Engineering Contradictions & Design Principles
Engineering Contradiction Analysis
1Measurement precision
If users navigate web content without sentiment awareness, then navigation freedom is maintained, but users may misinterpret content due to residual sentiments from previous websites
Solution Approach 1:
The system implements feedback by continuously monitoring user navigation patterns and providing real-time sentiment awareness notifications. When a user navigates to content that may be misinterpreted due to residual sentiments from previously viewed websites, the system detects this pattern and alerts the user, creating a closed-loop feedback mechanism that improves sentiment awareness without fundamentally changing the navigation process
Solution Approach 2:
The sentiment analysis system acts as an intermediary between the user and web content. It analyzes the sentiment of navigated content and compares it with the user's navigation history, inserting an layer of interpretation that helps users understand potential biases without blocking their access to content
2Measurement precision
If the system monitors all user navigation history, then sentiment accuracy is improved, but processing time and computational resources increase
Solution Approach 1:
The system performs preliminary action by pre-analyzing and storing sentiment information for web content as users navigate it.
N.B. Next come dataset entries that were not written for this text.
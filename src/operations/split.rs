use crate::error::Result;
use crate::math::{clip_2d, polygon_2d, Point3, Transformation, EDGE_GAP, INTERSECT_TOL};
use crate::model::{SurfaceId, SurfaceStore, SurfaceType};

/// Splits a wall into disjoint fragments around its sub-surfaces.
///
/// Each sub-surface gets an expanded full-height mask strip in the wall's
/// face frame; overlapping masks merge. The wall is carved into the mask
/// pieces plus the remainder, the largest fragment keeps the wall's identity,
/// and
/// every other fragment becomes a new surface in the same space.
/// Sub-surfaces are reparented to whichever fragment contains their
/// reference vertex.
///
/// Inapplicable surfaces (not a wall, already paired, no sub-surfaces)
/// produce no fragments and no mutation.
pub struct SplitSurfaceForSubSurfaces {
    surface: SurfaceId,
}

impl SplitSurfaceForSubSurfaces {
    /// Creates a new `SplitSurfaceForSubSurfaces` operation.
    #[must_use]
    pub fn new(surface: SurfaceId) -> Self {
        Self { surface }
    }

    /// Executes the split, returning the newly created surfaces.
    ///
    /// # Errors
    ///
    /// Returns an error if the surface or a sub-surface is not found in the
    /// store, or the face frame cannot be built from degenerate geometry.
    pub fn execute(&self, store: &mut SurfaceStore) -> Result<Vec<SurfaceId>> {
        let data = store.surface(self.surface)?;
        if data.surface_type != SurfaceType::Wall
            || data.adjacent_surface.is_some()
            || data.sub_surfaces.is_empty()
        {
            return Ok(Vec::new());
        }
        let space = data.space;
        let children = data.sub_surfaces.clone();
        let vertices = data.vertices.clone();

        let face = Transformation::align_face(&vertices)?;
        let face_inverse = face.inverse();
        let mut parent_face = face_inverse.apply_points(&vertices);
        parent_face.reverse();

        let Some((_, _, parent_y_min, parent_y_max)) = polygon_2d::bounds_2d(&parent_face) else {
            return Ok(Vec::new());
        };

        // one expanded mask strip per sub-surface, merged where they touch;
        // the strip spans the full height of the wall so each fragment stays
        // a simple polygon with no interior holes
        let mut rectangles = Vec::new();
        for &child in &children {
            let points = face_inverse.apply_points(&store.sub_surface(child)?.vertices);
            let Some((x_min, x_max, _, _)) = polygon_2d::bounds_2d(&points) else {
                continue;
            };
            rectangles.push(expanded_rectangle(
                x_min,
                x_max,
                parent_y_min,
                parent_y_max,
                EDGE_GAP,
            ));
        }
        let masks = clip_2d::join_all(&rectangles, INTERSECT_TOL);

        let mut fragments = Vec::new();
        for mask in &masks {
            fragments.extend(clip_2d::intersection_regions(
                &parent_face,
                mask,
                INTERSECT_TOL,
            ));
        }
        fragments.extend(clip_2d::subtract(&parent_face, &masks, INTERSECT_TOL));
        fragments.sort_by(|a, b| {
            polygon_2d::signed_area_2d(b)
                .abs()
                .partial_cmp(&polygon_2d::signed_area_2d(a).abs())
                .unwrap_or(std::cmp::Ordering::Equal)
        });
        if fragments.is_empty() {
            return Ok(Vec::new());
        }

        let to_local = |fragment: &[Point3]| -> Vec<Point3> {
            let mut points = fragment.to_vec();
            points.reverse();
            face.apply_points(&points)
        };

        // the largest fragment keeps the wall's identity
        store.surface_mut(self.surface)?.vertices = to_local(&fragments[0]);
        let mut owners = vec![self.surface];
        let mut new_surfaces = Vec::new();
        for fragment in &fragments[1..] {
            let new_id = store.clone_surface(self.surface, space)?;
            for carried in store.surface(new_id)?.sub_surfaces.clone() {
                store.remove_sub_surface(carried)?;
            }
            store.surface_mut(new_id)?.vertices = to_local(fragment);
            owners.push(new_id);
            new_surfaces.push(new_id);
        }

        // reparent each sub-surface to the fragment containing its
        // reference vertex
        let mut reparented = 0_usize;
        for &child in &children {
            let reference = store.sub_surface(child)?.vertices[0];
            let point = face_inverse.apply_point(&reference);
            let target = fragments
                .iter()
                .position(|f| polygon_2d::point_in_polygon(&point, f, INTERSECT_TOL));
            let Some(index) = target else {
                continue;
            };
            reparented += 1;
            let owner = owners[index];
            if owner != self.surface {
                store.sub_surface_mut(child)?.surface = owner;
                store
                    .surface_mut(self.surface)?
                    .sub_surfaces
                    .retain(|c| *c != child);
                store.surface_mut(owner)?.sub_surfaces.push(child);
            }
        }
        if reparented != children.len() {
            log::warn!(
                "split reparented {} of {} sub-surfaces",
                reparented,
                children.len()
            );
        }

        Ok(new_surfaces)
    }
}

/// A clockwise mask rectangle, expanded on every side.
fn expanded_rectangle(x_min: f64, x_max: f64, y_min: f64, y_max: f64, expand: f64) -> Vec<Point3> {
    vec![
        Point3::new(x_min - expand, y_min - expand, 0.0),
        Point3::new(x_min - expand, y_max + expand, 0.0),
        Point3::new(x_max + expand, y_max + expand, 0.0),
        Point3::new(x_max + expand, y_min - expand, 0.0),
    ]
}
Instead of analyzing all content in real-time when needed, the system proactively captures and stores sentiment data during initial navigation, making subsequent sentiment comparisons faster and more efficient
Solution Approach 2:
The system applies local quality by focusing computational resources on analyzing only the sentiment of currently navigated content and comparing it with relevant portions of navigation history, rather than processing entire navigation histories uniformly. This selective approach reduces processing time while maintaining accuracy
3Loss of information
If the system provides frequent sentiment notifications, then user awareness is improved, but user experience may be disrupted
Solution Approach 1:
The system applies partial action by providing sentiment notifications selectively rather than for every navigation event. It triggers notifications only when the sentiment analysis detects a significant change or potential misinterpretation risk, avoiding excessive notifications that would disrupt user experience while still providing sufficient information for awareness
Data Source
AI summary
Determining a sentiment associated with a navigation path includes determining a cumulative sentiment score indicative of sentiment of web-based content previously viewed by a user; and iteratively performing: a) analyzing a sentiment of a next web-based content navigated to by the user to determine a content sentiment score; b) determining whether the cumulative sentiment score is different than the content sentiment score; c) notifying the user when the cumulative sentiment score is different than the content sentiment score; and d) updating the cumulative sentiment score based on the content sentiment score.